■ How to complete this task ■
Locate every line below that contains the word "String" and copy it.

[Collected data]
--------------------------------------------------
//! Source location tracking.
//!
//! The engine never sees source text. The document parser may hand over a
//! [`SourceMap`] from declaration paths (`concepts/Person/links/name`) to
//! positions; intake stamps each declaration with a [`Provenance`] so errors
//! can point back at the document.

use std::collections::HashMap;

use crate::error::ErrorContext;

/// A 1-based line/column position in a schema document.
#[derive(Clone, Copy, Debug, PartialEq, Eq, Default)]
pub struct Position {
    /// 1-based line number.
    pub line: u32,
    /// 1-based column number.
    pub column: u32,
}

impl Position {
    /// Creates a new position.
    #[must_use]
    pub const fn new(line: u32, column: u32) -> Self {
        Self { line, column }
    }
}

/// Positions of declarations within one document, keyed by declaration path.
#[derive(Clone, Debug, Default)]
pub struct SourceMap {
    positions: HashMap<String, Position>,
}

impl SourceMap {
    /// Creates an empty source map.
    #[must_use]
    pub fn new() -> Self {
        Self::default()
    }

    /// Records the position of the declaration at `path`.
    pub fn insert(&mut self, path: impl Into<String>, position: Position) {
        self.positions.insert(path.into(), position);
    }

    /// Builder form of [`SourceMap::insert`].
    #[must_use]
    pub fn with(mut self, path: impl Into<String>, line: u32, column: u32) -> Self {
        self.insert(path, Position::new(line, column));
        self
    }

    /// Returns the position recorded for `path`.
    #[must_use]
    pub fn position(&self, path: &str) -> Option<Position> {
        self.positions.get(path).copied()
    }
}

/// Where a declaration was defined.
#[derive(Clone, Debug, Default, PartialEq, Eq)]
pub struct Provenance {
    /// Module the declaration was read from.
    pub module: String,
    /// Document name, if the caller supplied one.
    pub document: Option<String>,
    /// Slash-separated path inside the module tree.
    pub path: String,
    /// Position in the document, if known.
    pub position: Option<Position>,
}

impl Provenance {
    /// Creates a provenance for a declaration at `path` in `module`.
    #[must_use]
    pub fn new(module: impl Into<String>, path: impl Into<String>) -> Self {
        Self {
            module: module.into(),
            document: None,
            path: path.into(),
            position: None,
        }
    }

    /// Provenance for declarations synthesized by the engine itself.
    #[must_use]
    pub fn synthesized(module: impl Into<String>) -> Self {
        Self::new(module, "<generated>")
    }

    /// Sets the document name.
    #[must_use]
    pub fn with_document(mut self, document: Option<String>) -> Self {
        self.document = document;
        self
    }

    /// Sets the position.
    #[must_use]
    pub fn with_position(mut self, position: Option<Position>) -> Self {
        self.position = position;
        self
    }

    /// Derives the provenance of a nested declaration.
    ///
    /// The position is looked up again in `sources`; a nested declaration
    /// with no recorded position falls back to its parent's.
    #[must_use]
    pub fn child(&self, segment: &str, sources: &SourceMap) -> Self {
        let path = format!("{}/{segment}", self.path);
        let position = sources.position(&path).or(self.position);
        Self {
            module: self.module.clone(),
            document: self.document.clone(),
            path,
            position,
        }
    }

    /// Builds an error context pointing at this declaration.
    #[must_use]
    pub fn context(&self, declaration: &str) -> ErrorContext {
        let mut context = ErrorContext::new()
            .with_declaration(declaration)
            .with_source(self.document.clone().unwrap_or_else(|| self.module.clone()))
            .with_path(self.path.clone());
        if let Some(pos) = self.position {
            context = context.with_position(pos.line as usize, pos.column as usize);
        }
        context
    }
}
--------------------------------------------------
■ Answer to the problem ■
    positions: HashMap<String, Position>,
    pub fn insert(&mut self, path: impl Into<String>, position: Position) {
    pub fn with(mut self, path: impl Into<String>, line: u32, column: u32) -> Self {
    pub module: String,
    pub document: Option<String>,
    pub path: String,
    pub fn new(module: impl Into<String>, path: impl Into<String>) -> Self {
    pub fn synthesized(module: impl Into<String>) -> Self {
    pub fn with_document(mut self, document: Option<String>) -> Self {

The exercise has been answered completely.